''Abou'ya anma töreni''

''Abou'ya anma töreni''

Akşam Gazetesi yazarı Alen Markaryan, Beşiktaş'ın 3-0 kazandığı Sivasspor maçını bugünkü köşe yazısında değerlendirdi.

Ajans Beşiktaş - İşteAlen Markaryan'ın bugünkü Akşam Gazetesi'nde yer alan yazısı;

En iyi forvet Beşiktaş’ta diye diye adamı bir okudunuz. Annesi rahmetli oldu çocuğun.

Anacığını son bir kez bağrına basmaya gitti Abou. Başı sağ olsun kardeşimizin. Yok takımda.

Larin kendini geliştirmiş, iyi top taşıyor dediniz, gözü kapandı çocuğun, yok takımda.

En iyi orta saha Beşiktaş’ta diye bir söylendiniz, adam göze geldi iyi mi! Josef de Souza, o da yok takımda.

Aman abi. Bebek falan olur, eve meve gelmeyin sakın. Sizin ‘Maşallah’ dediğiniz iki gün yaşamıyor baksanıza…

Anlayacağınız en önemli maçlardan birine, en önemli oyuncularımızdan mahrum olarak çıkıyoruz. Çıkar çıkmaz da Ersin bir yüzde yüz topu kurtarıyor ki sormayın. Sivas’ın ayağa toplarla kaleye geliyor olması Beşiktaş’ın koşu alanını ikiye katlıyordu. Buna mukabil Beşiktaş uzun toplarla N’Koudou’ya pozisyon yaratmak istiyor, ama iş sıkıntılı gözüküyordu. Adam adamalarımız ve üçlü sıkıştırmalarımız zaman zaman işe yarıyordu.

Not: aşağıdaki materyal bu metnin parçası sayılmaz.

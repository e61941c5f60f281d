//! Persisted trace files for `write_into_file` sessions.
//!
//! The file is the framed chunk sequence in ingestion order, no
//! reordering. Each frame is:
//!
//! ```text
//! [u32-le body length][u32-le crc32(body)][body]
//! body = [u8 frame kind][content]
//!   kind 0: content = 16-byte sanitized chunk header + chunk payload
//!   kind 1: content = bincode(ServiceMetadata)   (the optional footer)
//! ```
//!
//! The crc covers torn tails from a crashed service: [`read_trace_file`]
//! stops cleanly at the first frame that fails its checksum.

use crate::records::ServiceMetadata;
use chunkring::CHUNK_HEADER_LEN;
use std::io;
use std::path::{Path, PathBuf};
use tokio::fs::File;
use tokio::io::{AsyncWriteExt, BufWriter};

const FRAME_CHUNK: u8 = 0;
const FRAME_FOOTER: u8 = 1;

/// Append-only writer for a session's output file.
pub struct FileSink {
    writer: BufWriter<File>,
    path: PathBuf,
    chunks_written: u64,
}

impl FileSink {
    /// Creates (truncating) the output file.
    pub async fn create(path: impl AsRef<Path>) -> io::Result<FileSink> {
        let path = path.as_ref().to_path_buf();
        let file = File::create(&path).await?;
        Ok(FileSink {
            writer: BufWriter::new(file),
            path,
            chunks_written: 0,
        })
    }

    #[inline]
    pub fn path(&self) -> &Path {
        &self.path
    }

    #[inline]
    pub fn chunks_written(&self) -> u64 {
        self.chunks_written
    }

    async fn write_frame(&mut self, kind: u8, parts: &[&[u8]]) -> io::Result<()> {
        let body_len = 1 + parts.iter().map(|p| p.len()).sum::<usize>();
        let mut hasher = crc32fast::Hasher::new();
        hasher.update(&[kind]);
        for part in parts {
            hasher.update(part);
        }
        self.writer.write_all(&(body_len as u32).to_le_bytes()).await?;
        self.writer.write_all(&hasher.finalize().to_le_bytes()).await?;
        self.writer.write_all(&[kind]).await?;
        for part in parts {
            self.writer.write_all(part).await?;
        }
        Ok(())
    }

    /// Appends one ingested chunk.
    pub async fn append_chunk(
        &mut self,
        header_raw: &[u8; CHUNK_HEADER_LEN],
        payload: &[u8],
    ) -> io::Result<()> {
        self.write_frame(FRAME_CHUNK, &[header_raw, payload]).await?;
        self.chunks_written += 1;
        Ok(())
    }

    /// Pushes buffered frames to the OS. Driven by the session's
    /// `file_write_period_ms` timer.
    pub async fn flush(&mut self) -> io::Result<()> {
        self.writer.flush().await
    }

    /// Writes the footer (a copy of the last metadata record) and closes.
    pub async fn finish(mut self, footer: &ServiceMetadata) -> io::Result<()> {
        let body = bincode::serialize(footer)
            .map_err(|e| io::Error::new(io::ErrorKind::InvalidData, e))?;
        self.write_frame(FRAME_FOOTER, &[&body]).await?;
        self.writer.flush().await?;
        self.writer.get_ref().sync_all().await
    }
}

/// Everything recovered from a persisted trace file.
#[derive(Debug, Default)]
pub struct TraceFileContents {
    pub chunks: Vec<([u8; CHUNK_HEADER_LEN], Vec<u8>)>,
    pub footer: Option<ServiceMetadata>,
}

/// Reads a trace file back: the offline re-ingestion half of the format.
/// Stops at the first torn or corrupt frame rather than failing, so a
/// crashed service still leaves a readable prefix.
pub async fn read_trace_file(path: impl AsRef<Path>) -> io::Result<TraceFileContents> {
    let data = tokio::fs::read(path).await?;
    let mut contents = TraceFileContents::default();
    let mut pos = 0;

    while pos + 8 <= data.len() {
        let body_len = u32::from_le_bytes(data[pos..pos + 4].try_into().expect("4 bytes")) as usize;
        let crc = u32::from_le_bytes(data[pos + 4..pos + 8].try_into().expect("4 bytes"));
        let body_start = pos + 8;
        if body_len == 0 || body_start + body_len > data.len() {
            break; // torn tail
        }
        let body = &data[body_start..body_start + body_len];
        if crc32fast::hash(body) != crc {
            tracing::warn!(offset = pos, "trace file frame failed checksum; stopping");
            break;
        }
        match body[0] {
            FRAME_CHUNK if body.len() >= 1 + CHUNK_HEADER_LEN => {
                let mut header = [0u8; CHUNK_HEADER_LEN];
                header.copy_from_slice(&body[1..=CHUNK_HEADER_LEN]);
                contents
                    .chunks
                    .push((header, body[1 + CHUNK_HEADER_LEN..].to_vec()));
            }
            FRAME_FOOTER => {
                contents.footer = bincode::deserialize(&body[1..]).ok();
            }
            _ => break, // unknown frame kind: stop, do not guess
        }
        pos = body_start + body_len;
    }

    Ok(contents)
}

Bunlardan birinde Sivas yarı sahasının köşesinde top sıkıştı, iyi pres yaptık, topu ‘Ne işin var buralarda’ diye o sıkışıklığın içinden çekip alan Ghezzal öyle bir kesti ki Güven Yalçın, Aboubakar’a mükemmel bir anma töreni düzenledi: 1-0. Gol sonrası takım oyun düzenini ve iştahını bozmadı. Yalnızca N’Koudou’dan hariç birilerinin daha topu hızla kaleye götürmesi şarttı. Mensah ve Rosier bu minvalde öne çıkanlardı ve mutlak sorumluluk almaları gerekiyordu. Mensah’ın hızlanması lazım dedik ya adam bir ara çift karbüratör taktı her halde. Öyle hızlıydı ki kendi takım arkadaşları bile yardıma gelemedi. Sivas’a gol pozisyonu veriyor olmamız da önlemleri iki katına çıkartmamız gerçeğini ortaya koyuyordu. Soyunma odalarına giderken Sivasspor kaptanının Beşiktaş’ın attığı gole dönük, “Çizgiyi geçti, geçmedi” itirazlarından kırmızı kart yediğini de söyleyerek ikinci bölüme geçiş yapalım. 10 kişi kalan Sivas’ın iyice arkaya yaslanması ve kontra araması sanki bizim işimize yarıyordu. Zira direnci yüksek takımdı Beşiktaş ve geriye koşan hızlı ve çabuk adamları vardı. 65’e geldiğimizde o ilk yarıdan eser yoktu, oyun durağan, pozisyon kısırdı. kinci gol gelmedikçe de tedirgin oluyordu insan.

Larin’e gözü kapanmış dedik ama bahtı açıkmış. Adam topu taaa Kabataş’tan aldı, gol attı geldi iyi mi? Bu kadar anlatabiliyorum gerisini seyredin lütfen. Sonra Oğuzhan’ın, Bursa’ya attığı ceza sahası dışı golünden sonra ilk defa topa vurduğunu ve güzel bir ayak içi golü olduğunu, üçüncü Beşiktaş golü olarak tarihe düşelim.

Şimdi buyurun, “Top geçti mi geçmedi mi?” kavgalarına!